◆ Exercise description ◆
Scan the data below and report how many lines include the word "types". Nothing else is wanted.

◆ Stored data ◆
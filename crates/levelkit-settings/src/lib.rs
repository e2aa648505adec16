//! LevelKit Settings Crate
//!
//! Handles configuration loading, validation and persistence, and turns a
//! configuration into the mesh, leveling policy, envelope and strategy a
//! move runs against.

pub mod config;
pub mod error;

pub use config::{
    Config, EnvelopeSettings, LevelingSettings, MeshSample, MeshSettings, CONFIG_DIR_NAME, CONFIG_FILE_NAME,
};
pub use error::{ConfigError, ConfigResult, SettingsError, SettingsResult};
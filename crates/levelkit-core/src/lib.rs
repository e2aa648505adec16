//! # LevelKit Core
//!
//! Core types and the bed mesh model for LevelKit.
//! Provides the position and segment data types, the measured bed mesh with
//! its bilinear height correction, and the interfaces a leveling strategy
//! talks to: the motion planner, the leveling/fade policy, and the
//! reachability envelope.

pub mod correction;
pub mod data;
pub mod envelope;
pub mod error;
pub mod leveling;
pub mod mesh;
pub mod planner;

pub use correction::{CellCorners, CellPlane};
pub use data::{MoveOutcome, MoveRequest, Position, Segment};
pub use envelope::{BedEnvelope, Envelope, RadialEnvelope};
pub use error::{Error, GeometryError, MeshError, Result};
pub use leveling::{FadeLeveling, LevelingState};
pub use mesh::{BedMesh, CellIndex, MeshGeometry};
pub use planner::{MotionPlanner, SegmentQueue};
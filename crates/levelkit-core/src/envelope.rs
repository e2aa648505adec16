//! Reachability envelopes
//!
//! Kinematic machines refuse moves whose destination the arm or towers cannot
//! reach. The envelope test itself belongs to the kinematics; these are the
//! two common shapes.

use crate::data::Position;
use crate::error::GeometryError;
use serde::{Deserialize, Serialize};

/// Kinematic reachability test
pub trait Envelope {
    /// Whether the toolhead can reach `position`
    fn is_reachable(&self, position: &Position) -> bool;
}

/// Rectangular XY bed limits
#[derive(Debug, Clone, Copy, PartialEq, Serialize, Deserialize)]
pub struct BedEnvelope {
    /// X minimum
    pub min_x: f32,
    /// X maximum
    pub max_x: f32,
    /// Y minimum
    pub min_y: f32,
    /// Y maximum
    pub max_y: f32,
}

impl BedEnvelope {
    /// Create bed limits
    pub fn new(min_x: f32, max_x: f32, min_y: f32, max_y: f32) -> Result<Self, GeometryError> {
        if !(min_x <= max_x) || !(min_y <= max_y) {
            return Err(GeometryError::InvalidEnvelope {
                reason: format!("bed limits X[{min_x}, {max_x}] Y[{min_y}, {max_y}] are inverted"),
            });
        }
        Ok(Self {
            min_x,
            max_x,
            min_y,
            max_y,
        })
    }

    /// Limits that accept any position
    pub fn unbounded() -> Self {
        Self {
            min_x: f32::NEG_INFINITY,
            max_x: f32::INFINITY,
            min_y: f32::NEG_INFINITY,
            max_y: f32::INFINITY,
        }
    }
}

impl Envelope for BedEnvelope {
    fn is_reachable(&self, position: &Position) -> bool {
        (self.min_x..=self.max_x).contains(&position.x) && (self.min_y..=self.max_y).contains(&position.y)
    }
}

/// Circular printable area centred on the origin
#[derive(Debug, Clone, Copy, PartialEq, Serialize, Deserialize)]
pub struct RadialEnvelope {
    /// Printable radius in mm
    pub radius: f32,
}

impl RadialEnvelope {
    /// Create a radial envelope
    pub fn new(radius: f32) -> Result<Self, GeometryError> {
        if !(radius > 0.0) {
            return Err(GeometryError::InvalidEnvelope {
                reason: format!("printable radius must be > 0, got {radius}"),
            });
        }
        Ok(Self { radius })
    }
}

impl Envelope for RadialEnvelope {
    fn is_reachable(&self, position: &Position) -> bool {
        position.x * position.x + position.y * position.y <= self.radius * self.radius
    }
}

◆ Exercise output ◆
2